Новизна ситуации и ее воздействие на его чувства были поразительными. Хотя днем его ум энергично работал, его мысли постоянно возвращались к Стефани. Где она? Что она делает? Невозмутимость, с которой она лгала ему, напоминала Каупервуду его самого. Мысль о том, что она предпочитает ему другого мужчину, особенно в то время, когда его звезда ярко сияла над грандиозным строительным проектом для города, была просто невыносимой. Она напоминала о его возрасте, о том, что рано или поздно все уступают дорогу молодым. Она причиняла острую боль.
Однажды утром, после особенно тягостной ночи, проведенной в размышлениях о ней, он обратился к молодому Кеннеди:
– У меня есть предложение. Я хочу, чтобы вы убедили вашего лифтера, изготовить дубликат ключа от этой студии. Посмотрите, есть ли там задвижка изнутри, и дайте мне знать. Принесите мне ключ. В следующий раз, когда она вечером уединится там с мистером Гарни, уходите и сразу же позвоните мне.
Развязка наступила вечером через несколько недель после начала этого обескураживающего расследования. В небе висела тяжелая желтая луна, задувал теплый ветер, напоенный летними ароматами.
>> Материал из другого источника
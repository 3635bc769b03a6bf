//! SKU filter.
//!
//! A record is visible when one of its SKUs contains the search term,
//! compared case-insensitively. An empty term shows everything.

use crate::model::ContainerRecord;
use crate::types::{ViewState, normalize_filter};

/// Checks a record against an already normalized search term.
pub fn sku_matches(record: &ContainerRecord, normalized: &str) -> bool {
    normalized.is_empty()
        || record
            .skus()
            .iter()
            .any(|sku| sku.to_lowercase().contains(normalized))
}

/// Visibility of every record for the given state, in record order.
pub fn compute_visibility(state: &ViewState, records: &[ContainerRecord]) -> Vec<bool> {
    visibility_for(&state.filter, records)
}

/// Visibility of every record for a raw search term, in record order.
pub fn visibility_for(filter: &str, records: &[ContainerRecord]) -> Vec<bool> {
    let normalized = normalize_filter(filter);
    records
        .iter()
        .map(|record| sku_matches(record, &normalized))
        .collect()
}
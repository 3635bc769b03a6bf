//! Report session: record store, view state and rendering surface together.
//!
//! The two public operations are [`Report::apply_filter`] and
//! [`Report::apply_sort`]. Each one recomputes its result over the full
//! record set and pushes it to the view. Filtering never changes the order
//! and sorting never changes visibility.

use std::fmt;

use tracing::debug;

use crate::filter::compute_visibility;
use crate::model::ContainerRecord;
use crate::sorter::compute_order;
use crate::store::RecordStore;
use crate::types::{SortKey, SortOrder, SortSpec, ViewState};
use crate::view::ReportView;

/// Aggregates over the currently visible containers.
#[derive(Clone, Debug, PartialEq)]
pub struct ReportSummary {
    pub total: usize,
    pub visible: usize,
    /// Sum of item counts of visible containers, saturating at `u64::MAX`.
    /// Unreadable counts are skipped.
    pub visible_items: u64,
    /// Mean utilization of visible containers with a readable value.
    pub mean_utilization: Option<f64>,
}

impl ReportSummary {
    fn from_records(records: &[ContainerRecord]) -> Self {
        let visible: Vec<&ContainerRecord> = records.iter().filter(|r| r.is_visible()).collect();
        let utilizations: Vec<f64> = visible
            .iter()
            .filter_map(|r| r.volume_utilization())
            .collect();
        let mean_utilization = if utilizations.is_empty() {
            None
        } else {
            Some(utilizations.iter().sum::<f64>() / utilizations.len() as f64)
        };

        Self {
            total: records.len(),
            visible: visible.len(),
            visible_items: visible
                .iter()
                .filter_map(|r| r.item_count())
                .fold(0u64, u64::saturating_add),
            mean_utilization,
        }
    }
}

impl fmt::Display for ReportSummary {
    fn fmt(&self, f: &mut fmt::Formatter<'_>) -> fmt::Result {
        write!(
            f,
            "{} of {} totes shown, {} items",
            self.visible, self.total, self.visible_items
        )?;
        match self.mean_utilization {
            Some(mean) => write!(f, ", mean utilization {:.2}%", mean),
            None => write!(f, ", mean utilization n/a"),
        }
    }
}

/// An interactive report over a fixed set of containers.
#[derive(Debug)]
pub struct Report<V: ReportView> {
    store: RecordStore,
    state: ViewState,
    view: V,
}

impl<V: ReportView> Report<V> {
    /// Creates a session and renders every record once in store order.
    pub fn new(store: RecordStore, mut view: V) -> Self {
        for record in store.all() {
            view.append(record.id());
            view.set_visible(record.id(), record.is_visible());
        }
        Self {
            store,
            state: ViewState::default(),
            view,
        }
    }

    /// Recomputes visibility of every record from the search term.
    pub fn apply_filter(&mut self, text: &str) {
        self.state.filter = text.to_owned();
        let flags = compute_visibility(&self.state, self.store.all());
        self.store.set_visibility(&flags);
        for record in self.store.all() {
            self.view.set_visible(record.id(), record.is_visible());
        }
        debug!(
            filter = %self.state.filter,
            visible = self.store.visible_count(),
            total = self.store.len(),
            "filter applied"
        );
    }

    /// Reorders every record and re-renders the list in the new order.
    pub fn apply_sort(&mut self, key: SortKey, order: SortOrder) {
        let spec = SortSpec::new(key, order);
        self.state.sort = Some(spec);
        let new_order = compute_order(spec, self.store.all());
        self.store.reorder(&new_order);
        for id in &new_order {
            self.view.append(id);
        }
        debug!(%key, %order, "sort applied");
    }

    /// Sorts by a key given by name. Unknown names leave the order unchanged.
    pub fn apply_sort_named(&mut self, key: &str, order: SortOrder) {
        match key.parse::<SortKey>() {
            Ok(key) => self.apply_sort(key, order),
            Err(err) => debug!("{err}; order unchanged"),
        }
    }

    pub fn state(&self) -> &ViewState {
        &self.state
    }

    /// Records in current display order.
    pub fn records(&self) -> &[ContainerRecord] {
        self.store.all()
    }

    pub fn store(&self) -> &RecordStore {
        &self.store
    }

    pub fn view(&self) -> &V {
        &self.view
    }

    pub fn summary(&self) -> ReportSummary {
        ReportSummary::from_records(self.store.all())
    }
}
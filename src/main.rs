use std::io;
use std::path::PathBuf;
use std::process::ExitCode;

use clap::Parser;
use tracing_subscriber::EnvFilter;

use tote_report::config::{AppConfig, LogConfig};
use tote_report::report::Report;
use tote_report::session;
use tote_report::store::RecordStore;
use tote_report::types::{SortKey, SortOrder};
use tote_report::view::TableView;

/// Browse the tote summaries of a packing simulation report.
#[derive(Parser, Debug)]
#[command(version)]
struct Args {
    /// Report JSON produced by the packing simulation.
    report: PathBuf,

    /// Show only totes holding a SKU that contains this text.
    #[arg(short, long)]
    filter: Option<String>,

    /// Sort key: id, itemCount or volumeUtilization.
    #[arg(short, long)]
    sort: Option<SortKey>,

    /// Sort direction: asc or desc.
    #[arg(short, long)]
    order: Option<SortOrder>,

    /// Decimal places for the utilization column.
    #[arg(long)]
    decimals: Option<usize>,

    /// List hidden totes too, marked as hidden.
    #[arg(long)]
    show_hidden: bool,

    /// Read filter/sort commands from stdin after loading.
    #[arg(short, long)]
    interactive: bool,
}

fn init_tracing(config: &LogConfig) {
    let filter = EnvFilter::try_new(config.filter())
        .unwrap_or_else(|_| EnvFilter::new(LogConfig::DEFAULT_FILTER));
    tracing_subscriber::fmt()
        .with_env_filter(filter)
        .with_writer(io::stderr)
        .with_target(true)
        .init();
}

fn main() -> ExitCode {
    if let Err(err) = dotenvy::dotenv() {
        if !matches!(err, dotenvy::Error::Io(ref io_err) if io_err.kind() == io::ErrorKind::NotFound)
        {
            eprintln!("⚠️ Could not load .env: {}", err);
        }
    }

    let args = Args::parse();
    let app_config = AppConfig::from_env();
    init_tracing(&app_config.log);

    let report_config = app_config.report.with_overrides(
        args.sort,
        args.order,
        args.decimals,
        args.show_hidden,
    );

    let store = match RecordStore::load(&args.report) {
        Ok(store) => store,
        Err(err) => {
            eprintln!("❌ {err}");
            return ExitCode::FAILURE;
        }
    };
    if store.is_empty() {
        eprintln!("ℹ️ {} contains no totes.", args.report.display());
    }

    let mut report = Report::new(store, TableView::new(report_config.table_options()));
    if let Some(filter) = &args.filter {
        report.apply_filter(filter);
    }
    if let Some(spec) = report_config.initial_sort() {
        report.apply_sort(spec.key, spec.order);
    }

    let result = if args.interactive {
        let stdin = io::stdin();
        session::run(&mut report, stdin.lock(), io::stdout().lock())
    } else {
        print!("{}", report.view().render(report.store()));
        println!("{}", report.summary());
        Ok(())
    };

    match result {
        Ok(()) => ExitCode::SUCCESS,
        Err(err) => {
            eprintln!("❌ {err}");
            ExitCode::FAILURE
        }
    }
}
Стефани зашла в контору Каупервуда около четырех часов дня и сказала, что, вместо свидания с ним в центре города, как они уговорились раньше, она собирается вернуться домой на Западную сторону, чтобы посетить вечеринку в саду по соседству с домом Джорджии Тимберлейк. Каупервуд рассеянно глядел на нее. Она казалась веселой, искренней, насмешливой, но он думал, какую бесстыдную загадку она собой представляет, как умело играет свою роль и каким глупцом, должно быть, его считает. Он отдавал должное ее юности, ее страстной натуре, ее привлекательности и прирожденной распутности. Но он не мог ей простить, что ее любовь к нему не была абсолютной, как у многих других. Она была одета в летнее черно-белое платье, на голове ее была соблазнительная шляпка из итальянской соломки с темно-красным маком слева и изысканными черно-белыми рюшами на полях, что придавало ей особенно юный жизнерадостный вид и подчеркивало ее еврейские черты.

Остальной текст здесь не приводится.